About this hair thing ...
I don't think anyone wants to be known just for their hair. I'd rather be known for being a good person than having good hair.
On the other hand, wouldn't it be nice to have both reputations?
Still, there is that element of emotion which stings the inside of the nostrils the first time you reach to your head and your hand comes back with ... what?
A wad ... yes, a wad ... of your hair. Then that first shower when you glance down toward the hair-catcher gizmo over your drain and it is covered with your hair. The water is now filling up the tub because there is no drain visible for the water to escape.
Hair today, gone tomorrow. Actually, gone a few weeks ago.
Chemotherapy at work. You know it is coming when certain drugs fighting cancer enter your body once a week, but it's difficult to prepare. You know it is predicted, but you dare to hope you might be the one individual in the millions who have been through this who will walk away with every original hair intact. Silly you.
It's true some chemo treatment patients do not lose their hair, but I was told the drug I am getting would put me in the less fortunate group.

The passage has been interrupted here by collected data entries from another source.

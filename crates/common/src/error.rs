use thiserror::Error;

#[derive(Debug, Error)]
pub enum Error {
    #[error("Provider error: {0}")]
    Provider(String),

    #[error("Provider returned no candles")]
    EmptySeries,

    #[error("Malformed candle data: {0}")]
    MalformedData(String),

    #[error("Insufficient history: needed {needed} values, got {got}")]
    InsufficientHistory { needed: usize, got: usize },

    #[error("Database error: {0}")]
    Database(#[from] sqlx::Error),

    #[error("JSON error: {0}")]
    Json(#[from] serde_json::Error),

    #[error("HTTP error: {0}")]
    Http(String),

    #[error("Configuration error: {0}")]
    Config(String),

    #[error("IO error: {0}")]
    Io(#[from] std::io::Error),

    #[error("{0}")]
    Other(String),
}

pub type Result<T, E = Error> = std::result::Result<T, E>;
use std::time::Duration;

use async_trait::async_trait;
use chrono::{DateTime, Utc};
use reqwest::Client;
use serde::Deserialize;
use tracing::debug;

use common::{Candle, CandleProvider, Error, Market, Result};

use crate::symbol::provider_symbol;

/// REST client for the market-data service's OHLCV endpoint.
///
/// Every request carries the configured timeout; a timed-out fetch surfaces
/// as `Error::Http` and counts as a per-record failure upstream.
pub struct HttpCandleProvider {
    base_url: String,
    api_key: String,
    http: Client,
}

impl HttpCandleProvider {
    pub fn new(
        base_url: impl Into<String>,
        api_key: impl Into<String>,
        timeout_secs: u64,
    ) -> Self {
        let base_url = base_url.into().trim_end_matches('/').to_string();
        Self {
            base_url,
            api_key: api_key.into(),
            http: Client::builder()
                .use_rustls_tls()
                .timeout(Duration::from_secs(timeout_secs))
                .build()
                .expect("Failed to build HTTP client"),
        }
    }
}

#[derive(Debug, Deserialize)]
struct CandleRow {
    t: i64,
    o: f64,
    h: f64,
    l: f64,
    c: f64,
    v: f64,
}

#[derive(Debug, Deserialize)]
struct CandleResponse {
    candles: Vec<CandleRow>,
}

fn into_candles(resp: CandleResponse) -> Result<Vec<Candle>> {
    resp.candles
        .into_iter()
        .map(|row| {
            let time = DateTime::<Utc>::from_timestamp_millis(row.t).ok_or_else(|| {
                Error::MalformedData(format!("candle timestamp out of range: {}", row.t))
            })?;
            Ok(Candle {
                time,
                open: row.o,
                high: row.h,
                low: row.l,
                close: row.c,
                volume: row.v,
            })
        })
        .collect()
}

#[async_trait]
impl CandleProvider for HttpCandleProvider {
    async fn candles(
        &self,
        symbol: &str,
        market: Market,
        timeframe: &str,
        from: DateTime<Utc>,
        to: DateTime<Utc>,
    ) -> Result<Vec<Candle>> {
        let ticker = provider_symbol(symbol, market);
        debug!(ticker = %ticker, timeframe, "Fetching candle window");

        let url = format!("{}/candles", self.base_url);
        let resp = self
            .http
            .get(&url)
            .query(&[
                ("symbol", ticker.as_str()),
                ("timeframe", timeframe),
                ("from", &from.timestamp_millis().to_string()),
                ("to", &to.timestamp_millis().to_string()),
            ])
            .header("X-API-KEY", &self.api_key)
            .send()
            .await
            .map_err(|e| Error::Http(e.to_string()))?;

        let status = resp.status();
        let body = resp.text().await.map_err(|e| Error::Http(e.to_string()))?;
        if !status.is_success() {
            return Err(Error::Provider(format!("HTTP {status}: {body}")));
        }

        let parsed: CandleResponse = serde_json::from_str(&body)?;
        into_candles(parsed)
    }
}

And so it came to pass. My hair is gone.
And certainly whatever is going on in the hair trade these days, like all those extensions pouring over women's bosoms (especially TV anchors) -- what is that all about? You see, hair of any kind now gets my attention. I have none of my own to wash, to highlight, to complain about or get mussed as I sleep. Ho hum.

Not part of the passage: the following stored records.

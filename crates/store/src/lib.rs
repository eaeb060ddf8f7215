//! SQLite-backed recommendation store.
//!
//! Writes are idempotent by construction: every outcome update is guarded by
//! `outcome IS NULL OR outcome = 'PENDING'`, so a terminal row can never be
//! overwritten, and re-applying the same patch is a no-op.

use async_trait::async_trait;
use chrono::{DateTime, Duration, Utc};
use sqlx::SqlitePool;
use tracing::debug;

use common::{OutcomePatch, RecommendationStore, Result, TradeRecommendation};

const COLUMNS: &str = "id, symbol, market, timeframe, direction, entry_price, stop_price, \
                       target1_price, target2_price, target3_price, created_at, outcome, \
                       outcome_price, outcome_time, target_hit, hours_to_outcome, \
                       pnl_percentage, checked_at";

pub struct SqliteStore {
    db: SqlitePool,
}

impl SqliteStore {
    pub fn new(db: SqlitePool) -> Self {
        Self { db }
    }

    /// Insert a recommendation row. The recommendation service owns creation;
    /// this is exposed for it and for test fixtures. Idempotent on `id`.
    pub async fn insert(&self, rec: &TradeRecommendation) -> Result<()> {
        sqlx::query(
            "INSERT INTO recommendations (id, symbol, market, timeframe, direction, \
             entry_price, stop_price, target1_price, target2_price, target3_price, \
             created_at, outcome, checked_at) \
             VALUES (?1, ?2, ?3, ?4, ?5, ?6, ?7, ?8, ?9, ?10, ?11, ?12, ?13) \
             ON CONFLICT(id) DO NOTHING",
        )
        .bind(&rec.id)
        .bind(&rec.symbol)
        .bind(rec.market)
        .bind(&rec.timeframe)
        .bind(rec.direction)
        .bind(rec.entry_price)
        .bind(rec.stop_price)
        .bind(rec.target1_price)
        .bind(rec.target2_price)
        .bind(rec.target3_price)
        .bind(rec.created_at)
        .bind(rec.outcome)
        .bind(rec.checked_at)
        .execute(&self.db)
        .await?;
        Ok(())
    }

    /// Fetch one row by id (dashboards, tests).
    pub async fn get(&self, id: &str) -> Result<Option<TradeRecommendation>> {
        let row = sqlx::query_as::<_, TradeRecommendation>(&format!(
            "SELECT {COLUMNS} FROM recommendations WHERE id = ?1"
        ))
        .bind(id)
        .fetch_optional(&self.db)
        .await?;
        Ok(row)
    }
}

#[async_trait]
impl RecommendationStore for SqliteStore {
    async fn select_eligible(
        &self,
        limit: u32,
        older_than_hours: i64,
    ) -> Result<Vec<TradeRecommendation>> {
        let cutoff = Utc::now() - Duration::hours(older_than_hours);
        let rows = sqlx::query_as::<_, TradeRecommendation>(&format!(
            "SELECT {COLUMNS} FROM recommendations \
             WHERE (outcome IS NULL OR outcome = 'PENDING') AND created_at < ?1 \
             ORDER BY created_at ASC LIMIT ?2"
        ))
        .bind(cutoff)
        .bind(limit)
        .fetch_all(&self.db)
        .await?;
        Ok(rows)
    }

    async fn claim(
        &self,
        id: &str,
        seen_checked_at: Option<DateTime<Utc>>,
        now: DateTime<Utc>,
    ) -> Result<bool> {
        let result = sqlx::query(
            "UPDATE recommendations SET checked_at = ?1 \
             WHERE id = ?2 \
               AND (outcome IS NULL OR outcome = 'PENDING') \
               AND ((?3 IS NULL AND checked_at IS NULL) OR checked_at = ?3)",
        )
        .bind(now)
        .bind(id)
        .bind(seen_checked_at)
        .execute(&self.db)
        .await?;

        let claimed = result.rows_affected() > 0;
        if !claimed {
            debug!(id, "Claim refused — row resolved or touched since selection");
        }
        Ok(claimed)
    }

    async fn update_outcome(&self, id: &str, patch: &OutcomePatch) -> Result<()> {
        if patch.is_terminal() {
            sqlx::query(
                "UPDATE recommendations \
                 SET outcome = ?1, outcome_price = ?2, outcome_time = ?3, target_hit = ?4, \
                     hours_to_outcome = ?5, pnl_percentage = ?6, checked_at = ?7 \
                 WHERE id = ?8 AND (outcome IS NULL OR outcome = 'PENDING')",
            )
            .bind(patch.outcome)
            .bind(patch.outcome_price)
            .bind(patch.outcome_time)
            .bind(patch.target_hit)
            .bind(patch.hours_to_outcome)
            .bind(patch.pnl_percentage)
            .bind(patch.checked_at)
            .bind(id)
            .execute(&self.db)
            .await?;
        } else {
            sqlx::query(
                "UPDATE recommendations SET outcome = 'PENDING', checked_at = ?1 \
                 WHERE id = ?2 AND (outcome IS NULL OR outcome = 'PENDING')",
            )
            .bind(patch.checked_at)
            .bind(id)
            .execute(&self.db)
            .await?;
        }
        Ok(())
    }
}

My hair is/was short, and I have/had worn it that way for almost 40 years, since my son was born. So it wasn't as if I was losing tresses that looked like those in shampoo ads, reaching to my shoulders or blowing in the wind with dramatic flair.
I often tease about my short hair and how I would like it styled at each cutting: "I want it to fall softly on my shoulders, the Lauren Bacall look from the movie 'To Have and Have Not.' Can you do that today?"
Short is one thing. Then there was the ultimate shaving of my head -- a buzz-cut, which boys of my generation called crew-cuts when we were in high school in the '40s.
I didn't even have enough to auction off for charity as so many wonderful women have done when facing this same side-effect of cancer drugs. That was disappointing. My hair was worthless.
When it began to come out, I was alone and I cried for about five minutes. Then it was over. I don't say I won't cry again on a bad day, or when hormones and drugs are intermingling and causing chaos in my psyche during this journey, but I seem to be over the initial trauma.
Many of us come into this world with no hair and look adorable, like my granddaughters. I don't expect to be described as adorable, but I have heard "interesting" a few times, and there have been a few silent moments when friends weren't sure what to say.
My son tries to make me laugh whenever he can, and when I told him about my hair he simply said, "Look at me (his hair thinning at age 40) and Sophie (my 6-month-old granddaughter). Join the club!"
And, yes, I had to laugh out loud. I rather liked joining their club.
I have also thought a lot about my father, who was bald as long as I can remember. He always teased his barber about having to pay full price for a haircut for the few strands he had encircling his head. I'm thinking of you, Harley.
I am reminded I always thought my father was handsome. I admired him. I never thought about his bald pate or compared it to my friends' fathers. I loved him and was proud to be his daughter. Who he was had nothing to do with his hair ... or lack of it.
My "aha" moment. A lesson learned. I hope every woman traveling this road will look in the mirror and see beauty in themselves they never saw before.
This hair thing? It comes back, they tell me. I could still aim for Lauren Bacall.